▸ Task objective
Copy the data exactly, keeping every line intact.

>>>>

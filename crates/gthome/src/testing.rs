//! Recording fakes for the event seams and a storage backend that is down.

use async_trait::async_trait;
use tokio::sync::Mutex;
use uuid::Uuid;

use gthome_core::events::{EmailContent, EmailDispatcher, Event, EventPublisher, Result};
use gthome_core::storage::{self, PageRequest, PhotoRepository, RepositoryError, UserRepository};
use gthome_core::tables::{
    EntityPage, Photo, PhotoMeta, PhotoMetaKey, User, UserMeta, UserMetaKey, UserRole,
};

#[derive(Debug, Default)]
pub struct RecordingPublisher {
    events: Mutex<Vec<Event>>,
}

impl RecordingPublisher {
    pub async fn published(&self) -> Vec<Event> {
        self.events.lock().await.clone()
    }
}

#[async_trait]
impl EventPublisher for RecordingPublisher {
    async fn publish(&self, event: &Event) -> Result<()> {
        self.events.lock().await.push(event.clone());
        Ok(())
    }
}

#[derive(Debug, Default)]
pub struct RecordingDispatcher {
    sent: Mutex<Vec<EmailContent>>,
}

impl RecordingDispatcher {
    pub async fn sent(&self) -> Vec<EmailContent> {
        self.sent.lock().await.clone()
    }
}

#[async_trait]
impl EmailDispatcher for RecordingDispatcher {
    async fn dispatch(&self, email: &EmailContent) -> Result<()> {
        self.sent.lock().await.push(email.clone());
        Ok(())
    }
}

/// Reads find nothing and every write fails with `ConnectionFailed`.
#[derive(Debug, Default)]
pub struct UnavailableRepository;

fn unavailable<T>() -> storage::Result<T> {
    Err(RepositoryError::ConnectionFailed(
        "connection refused".to_string(),
    ))
}

#[async_trait]
impl UserRepository for UnavailableRepository {
    async fn get_user(&self, _id: Uuid) -> storage::Result<Option<User>> {
        Ok(None)
    }

    async fn get_user_by_username(&self, _username: &str) -> storage::Result<Option<User>> {
        Ok(None)
    }

    async fn create_user(&self, _user: &User) -> storage::Result<()> {
        unavailable()
    }

    async fn create_user_with_meta(&self, _user: &User, _meta: &[UserMeta]) -> storage::Result<()> {
        unavailable()
    }

    async fn update_user(&self, _user: &User) -> storage::Result<()> {
        unavailable()
    }

    async fn delete_user(&self, _id: Uuid) -> storage::Result<()> {
        unavailable()
    }

    async fn list_users_by_role(&self, _role: UserRole) -> storage::Result<Vec<User>> {
        Ok(Vec::new())
    }

    async fn put_user_meta(&self, _meta: &UserMeta) -> storage::Result<()> {
        unavailable()
    }

    async fn get_user_meta(
        &self,
        _user_id: Uuid,
        _key: UserMetaKey,
    ) -> storage::Result<Option<UserMeta>> {
        Ok(None)
    }
}

#[async_trait]
impl PhotoRepository for UnavailableRepository {
    async fn get_photo(&self, _id: Uuid) -> storage::Result<Option<Photo>> {
        Ok(None)
    }

    async fn create_photo(&self, _photo: &Photo) -> storage::Result<()> {
        unavailable()
    }

    async fn create_photo_with_meta(
        &self,
        _photo: &Photo,
        _meta: &[PhotoMeta],
    ) -> storage::Result<()> {
        unavailable()
    }

    async fn list_photos(&self, _page: PageRequest) -> storage::Result<EntityPage<Photo>> {
        unavailable()
    }

    async fn put_photo_meta(&self, _meta: &PhotoMeta) -> storage::Result<()> {
        unavailable()
    }

    async fn get_photo_meta(
        &self,
        _photo_id: Uuid,
        _key: PhotoMetaKey,
    ) -> storage::Result<Option<PhotoMeta>> {
        Ok(None)
    }
}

<<<<

▸ Reply to the task
filename crates/gthome/src/testing.rs
//! Recording fakes for the event seams and a storage backend that is down.

use async_trait::async_trait;
use tokio::sync::Mutex;
use uuid::Uuid;

use gthome_core::events::{EmailContent, EmailDispatcher, Event, EventPublisher, Result};
use gthome_core::storage::{self, PageRequest, PhotoRepository, RepositoryError, UserRepository};
use gthome_core::tables::{
    EntityPage, Photo, PhotoMeta, PhotoMetaKey, User, UserMeta, UserMetaKey, UserRole,
};

#[derive(Debug, Default)]
pub struct RecordingPublisher {
    events: Mutex<Vec<Event>>,
}

impl RecordingPublisher {
    pub async fn published(&self) -> Vec<Event> {
        self.events.lock().await.clone()
    }
}

#[async_trait]
impl EventPublisher for RecordingPublisher {
    async fn publish(&self, event: &Event) -> Result<()> {
        self.events.lock().await.push(event.clone());
        Ok(())
    }
}

#[derive(Debug, Default)]
pub struct RecordingDispatcher {
    sent: Mutex<Vec<EmailContent>>,
}

impl RecordingDispatcher {
    pub async fn sent(&self) -> Vec<EmailContent> {
        self.sent.lock().await.clone()
    }
}

#[async_trait]
impl EmailDispatcher for RecordingDispatcher {
    async fn dispatch(&self, email: &EmailContent) -> Result<()> {
        self.sent.lock().await.push(email.clone());
        Ok(())
    }
}

/// Reads find nothing and every write fails with `ConnectionFailed`.
#[derive(Debug, Default)]
pub struct UnavailableRepository;

fn unavailable<T>() -> storage::Result<T> {
    Err(RepositoryError::ConnectionFailed(
        "connection refused".to_string(),
    ))
}

#[async_trait]
impl UserRepository for UnavailableRepository {
    async fn get_user(&self, _id: Uuid) -> storage::Result<Option<User>> {
        Ok(None)
    }

    async fn get_user_by_username(&self, _username: &str) -> storage::Result<Option<User>> {
        Ok(None)
    }

    async fn create_user(&self, _user: &User) -> storage::Result<()> {
        unavailable()
    }

    async fn create_user_with_meta(&self, _user: &User, _meta: &[UserMeta]) -> storage::Result<()> {
        unavailable()
    }

    async fn update_user(&self, _user: &User) -> storage::Result<()> {
        unavailable()
    }

    async fn delete_user(&self, _id: Uuid) -> storage::Result<()> {
        unavailable()
    }

    async fn list_users_by_role(&self, _role: UserRole) -> storage::Result<Vec<User>> {
        Ok(Vec::new())
    }

    async fn put_user_meta(&self, _meta: &UserMeta) -> storage::Result<()> {
        unavailable()
    }

    async fn get_user_meta(
        &self,
        _user_id: Uuid,
        _key: UserMetaKey,
    ) -> storage::Result<Option<UserMeta>> {
        Ok(None)
    }
}

#[async_trait]
impl PhotoRepository for UnavailableRepository {
    async fn get_photo(&self, _id: Uuid) -> storage::Result<Option<Photo>> {
        Ok(None)
    }

    async fn create_photo(&self, _photo: &Photo) -> storage::Result<()> {
        unavailable()
    }

    async fn create_photo_with_meta(
        &self,
        _photo: &Photo,
        _meta: &[PhotoMeta],
    ) -> storage::Result<()> {
        unavailable()
    }

    async fn list_photos(&self, _page: PageRequest) -> storage::Result<EntityPage<Photo>> {
        unavailable()
    }

    async fn put_photo_meta(&self, _meta: &PhotoMeta) -> storage::Result<()> {
        unavailable()
    }

    async fn get_photo_meta(
        &self,
        _photo_id: Uuid,
        _key: PhotoMetaKey,
    ) -> storage::Result<Option<PhotoMeta>> {
        Ok(None)
    }
}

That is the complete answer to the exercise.